▶ What the task asks
Copy every line from the records below that holds the word "enum".
>>>>>
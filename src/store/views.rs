//! Read-only views over event snapshots
//!
//! Filtering, sorting and the summary counts shown on dashboards. These
//! operate on borrowed records and never touch a projection.

use std::cmp::Ordering;
use std::collections::BTreeMap;
use chrono::{DateTime, Datelike, Utc};
use crate::models::{Event, EventCategory, EventStatus};

/// Label used for events without a category
pub const UNCATEGORIZED: &str = "Other";

#[derive(Debug, Clone, Default, PartialEq)]
pub struct EventFilter {
    pub category: Option<EventCategory>,
    pub status: Option<EventStatus>,
    /// Case-insensitive substring matched against title and description
    pub search: Option<String>,
}

impl EventFilter {
    pub fn new() -> Self {
        Self::default()
    }

    pub fn category(mut self, category: EventCategory) -> Self {
        self.category = Some(category);
        self
    }

    pub fn status(mut self, status: EventStatus) -> Self {
        self.status = Some(status);
        self
    }

    pub fn search(mut self, text: impl Into<String>) -> Self {
        self.search = Some(text.into());
        self
    }

    pub fn matches(&self, event: &Event) -> bool {
        if self.category.is_some() && event.category != self.category {
            return false;
        }
        if self.status.is_some_and(|status| event.status != status) {
            return false;
        }
        match self.search.as_deref().map(str::trim) {
            Some(needle) if !needle.is_empty() => {
                let needle = needle.to_lowercase();
                event.title.to_lowercase().contains(&needle)
                    || event.description.to_lowercase().contains(&needle)
            }
            _ => true,
        }
    }

    /// Matching events, in their original order
    pub fn apply<'a>(&self, events: &'a [Event]) -> Vec<&'a Event> {
        events.iter().filter(|e| self.matches(e)).collect()
    }
}

#[derive(Debug, Clone, Copy, PartialEq, Eq, Default)]
pub enum SortKey {
    #[default]
    DateTime,
    Title,
    Category,
    Status,
    CreatedAt,
}

#[derive(Debug, Clone, Copy, PartialEq, Eq, Default)]
pub enum SortDirection {
    #[default]
    Ascending,
    Descending,
}

impl SortDirection {
    pub fn toggled(self) -> Self {
        match self {
            SortDirection::Ascending => SortDirection::Descending,
            SortDirection::Descending => SortDirection::Ascending,
        }
    }
}

#[derive(Debug, Clone, Copy, PartialEq, Eq, Default)]
pub struct SortOrder {
    pub key: SortKey,
    pub direction: SortDirection,
}

impl SortOrder {
    pub fn new(key: SortKey, direction: SortDirection) -> Self {
        Self { key, direction }
    }

    /// Clicking the active key flips direction; a new key starts ascending
    pub fn select(self, key: SortKey) -> Self {
        if self.key == key {
            Self::new(key, self.direction.toggled())
        } else {
            Self::new(key, SortDirection::Ascending)
        }
    }

    fn compare(&self, a: &Event, b: &Event) -> Ordering {
        let ordering = match self.key {
            SortKey::DateTime => a.date_time.cmp(&b.date_time),
            SortKey::Title => a.title.to_lowercase().cmp(&b.title.to_lowercase()),
            // Uncategorized events sort last
            SortKey::Category => match (a.category, b.category) {
                (Some(x), Some(y)) => x.as_str().cmp(y.as_str()),
                (Some(_), None) => Ordering::Less,
                (None, Some(_)) => Ordering::Greater,
                (None, None) => Ordering::Equal,
            },
            SortKey::Status => a.status.as_str().cmp(b.status.as_str()),
            SortKey::CreatedAt => a.created_at.cmp(&b.created_at),
        };
        match self.direction {
            SortDirection::Ascending => ordering,
            SortDirection::Descending => ordering.reverse(),
        }
    }

    /// Sort in place; ties keep their relative order
    pub fn sort(&self, events: &mut [&Event]) {
        events.sort_by(|a, b| self.compare(a, b));
    }
}

/// Filter then sort, the way list pages present a snapshot
pub fn select_events<'a>(events: &'a [Event], filter: &EventFilter, order: SortOrder) -> Vec<&'a Event> {
    let mut selected = filter.apply(events);
    order.sort(&mut selected);
    selected
}

/// Number of events per category label, uncategorized ones under [`UNCATEGORIZED`]
pub fn category_counts(events: &[Event]) -> BTreeMap<String, usize> {
    let mut counts = BTreeMap::new();
    for event in events {
        let label = event
            .category
            .map(|c| c.as_str().to_string())
            .unwrap_or_else(|| UNCATEGORIZED.to_string());
        *counts.entry(label).or_insert(0) += 1;
    }
    counts
}

#[derive(Debug, Clone, Copy, Default, PartialEq, Eq)]
pub struct StatusCounts {
    pub pending: usize,
    pub approved: usize,
    pub rejected: usize,
}

impl StatusCounts {
    pub fn total(&self) -> usize {
        self.pending + self.approved + self.rejected
    }
}

pub fn status_counts(events: &[Event]) -> StatusCounts {
    events.iter().fold(StatusCounts::default(), |mut acc, event| {
        match event.status {
            EventStatus::Pending => acc.pending += 1,
            EventStatus::Approved => acc.approved += 1,
            EventStatus::Rejected => acc.rejected += 1,
        }
        acc
    })
}

/// Number of events per `(year, month)` of their date, in calendar order
pub fn monthly_counts(events: &[Event]) -> BTreeMap<(i32, u32), usize> {
    let mut counts = BTreeMap::new();
    for event in events {
        *counts.entry((event.date_time.year(), event.date_time.month())).or_insert(0) += 1;
    }
    counts
}

/// Events dated strictly after `now`
pub fn upcoming_count(events: &[Event], now: DateTime<Utc>) -> usize {
    events.iter().filter(|e| e.date_time > now).count()
}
<<<<<
▶ Written response
pub enum SortKey {
pub enum SortDirection {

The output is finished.